Pasangan suami-istri ini menolak tawaran rumah sakit yang, menurut mereka, akan mengganti bayi yang hilang itu dengan bayi lain dan uang santunan Rp 50 juta.
Sekretaris Jenderal Komnas Anak Arist Merdeka Sirait menjelaskan, Rumah Sakit Umum Daerah Semarang pekan depan akan dipanggil untuk dimintai keterangan. "Ini bukan musibah, tapi kejahatan yang harus diungkap," kata Arist di kantornya kemarin.
Menurut Arist, rumah sakit harus bertanggung jawab atas hilangnya bayi tersebut. "Mana bisa bayi hilang diganti dengan bayi lain," kata Arist.
Sebelumnya, kata Arist, rumah sakit menolak bertanggung jawab atas hilangnya bayi bernama Muhammad Faza Azzahra itu dari ruang perawatan kelas III Sri Kandhi rumah sakit itu. Alasannya, kejadian itu merupakan musibah.
Pihak rumah sakit belum bersedia memberikan penjelasan soal kasus hilangnya bayi itu. Seorang petugas bagian informasi yang dihubungi Tempo tak bersedia menghubungkan dengan pihak berwenang di rumah sakit itu. "Semua lagi keluar. Untuk penjelasannya, Senin saja datang ke sini," katanya kepada Tempo kemarin.
Dwi menjelaskan, peristiwa itu berawal pada 22 Oktober 2009. Saat itu Dwi menyerahkan bayinya kepada perawat untuk dimandikan. Sambil menunggu bayinya yang baru berusia dua hari itu selesai dimandikan, ia diminta turun dari tempat tidur untuk berlatih jalan agar segera sembuh dari luka akibat caesar saat melahirkan.
Namun, setiba di lorong ruang perawatan, ia melihat tempat tidur bayinya telah kosong. Baju kotor dan baju gantinya dibiarkan tergeletak. Dwi lalu menelepon suaminya. Karena jawaban rumah sakit tak memuaskan, malamnya mereka melaporkan peristiwa itu ke Kepolisian Resor Semarang Selatan. Namun hingga kini tak ada jawaban.

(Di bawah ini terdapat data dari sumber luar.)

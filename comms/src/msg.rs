use std::{borrow::Cow, io};

use crate::{Deserialize, LossMap, SampleRecord, Serialize};

type Header = u32;
const HEADER_SIZE: usize = size_of::<Header>();

const KIND_ERR: u8 = 0;
const KIND_CONTROL: u8 = 1;
const KIND_LOSSES: u8 = 2;

/// The payload data for the `Data` variant of the `Msg` enum.
#[derive(Debug)]
pub enum Payload<'a> {
    /// Loss values in the name order of a `LossMap`.
    Losses(&'a mut [f32]),
}

/// The command for the `Control` variant of the `Msg` enum.
#[derive(Debug, PartialEq, serde::Serialize, serde::Deserialize)]
#[serde(rename_all = "snake_case")]
pub enum Command {
    Join { rank: usize, world_size: usize },
    Barrier,
    Records(Vec<SampleRecord>),
    Flag(bool),
    Disconnect,
}

/// The application layer message for the entire system.
#[derive(Debug)]
pub enum Msg<'a> {
    Control(Command),
    Data(Payload<'a>),
    Err(Cow<'a, str>),
}

impl Msg<'_> {
    /// Returns a short name for the message kind, used in protocol errors.
    pub fn kind(&self) -> &'static str {
        match self {
            Msg::Control(Command::Join { .. }) => "control/join",
            Msg::Control(Command::Barrier) => "control/barrier",
            Msg::Control(Command::Records(_)) => "control/records",
            Msg::Control(Command::Flag(_)) => "control/flag",
            Msg::Control(Command::Disconnect) => "control/disconnect",
            Msg::Data(Payload::Losses(_)) => "data/losses",
            Msg::Err(_) => "err",
        }
    }

    fn buf_is_too_small<T>(size: usize) -> io::Result<T> {
        Err(io::Error::new(
            io::ErrorKind::InvalidData,
            format!("The given buffer is too small {size}, must at least be {HEADER_SIZE} bytes"),
        ))
    }

    fn invalid_kind_byte<T>(byte: u8) -> io::Result<T> {
        Err(io::Error::new(
            io::ErrorKind::InvalidData,
            format!("Received an invalid kind byte {byte}"),
        ))
    }
}

/// Copies the values of `losses` into `out` in name order.
///
/// # Arguments
/// * `losses` - The named losses.
/// * `out` - The flat buffer to refill.
pub fn flatten_losses(losses: &LossMap, out: &mut Vec<f32>) {
    out.clear();
    out.extend(losses.values().copied());
}

impl<'a> Serialize<'a> for Msg<'a> {
    fn serialize(&'a self, buf: &mut Vec<u8>) -> Option<&'a [u8]> {
        match self {
            Msg::Err(e) => {
                let header = (KIND_ERR as Header).to_be_bytes();
                buf.extend_from_slice(&header);
                Some(e.as_bytes())
            }
            Msg::Control(cmd) => {
                let header = (KIND_CONTROL as Header).to_be_bytes();
                buf.extend_from_slice(&header);

                // SAFETY: Serialize impl for `Command` is derived and not implemented
                //         by hand. Nor has a non string-key map inside.
                serde_json::to_writer(buf, &cmd).unwrap();
                None
            }
            Msg::Data(Payload::Losses(values)) => {
                let header = (KIND_LOSSES as Header).to_be_bytes();
                buf.extend_from_slice(&header);
                Some(bytemuck::cast_slice::<f32, u8>(values))
            }
        }
    }
}

impl<'a> Deserialize<'a> for Msg<'a> {
    fn deserialize(buf: &'a mut [u8]) -> io::Result<Self> {
        if buf.len() < HEADER_SIZE {
            return Self::buf_is_too_small(buf.len());
        }

        let (kind_buf, rest) = buf.split_at_mut(HEADER_SIZE);

        // SAFETY: We splitted the buffer to be of size `HEADER_SIZE` just above.
        let kind = Header::from_be_bytes(kind_buf.try_into().unwrap()) as u8;

        match kind {
            KIND_ERR => {
                let string = std::str::from_utf8(rest)
                    .map_err(|err| io::Error::new(io::ErrorKind::InvalidData, err))?;

                Ok(Self::Err(Cow::Borrowed(string)))
            }
            KIND_CONTROL => {
                let cmd = serde_json::from_slice(rest)?;
                Ok(Self::Control(cmd))
            }
            KIND_LOSSES => {
                let values = bytemuck::try_cast_slice_mut(rest).map_err(|err| {
                    io::Error::new(io::ErrorKind::InvalidData, format!("{err:?}"))
                })?;

                Ok(Self::Data(Payload::Losses(values)))
            }
            byte => Self::invalid_kind_byte(byte),
        }
    }
}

Menurut Dwi, seorang pengunjung pasien bersaksi ada seorang wanita yang membawa bayi dengan tergesa-gesa. Perempuan berambut ikal dengan tinggi sekitar 150 sentimeter itu berjalan keluar membawa bayi itu dari ruang perawatan Sri Kandhi tanpa ada yang mencegah.
Komisi menilai ada sejumlah kejanggalan dalam peristiwa itu, di antaranya soal adanya foto bayi tersebut padahal orang tuanya belum pernah memfotonya. Namun, setelah bayinya hilang, Dwi memperoleh foto dari seorang wartawan. Pihak rumah sakit pun memberikan foto yang sama kepada Dwi.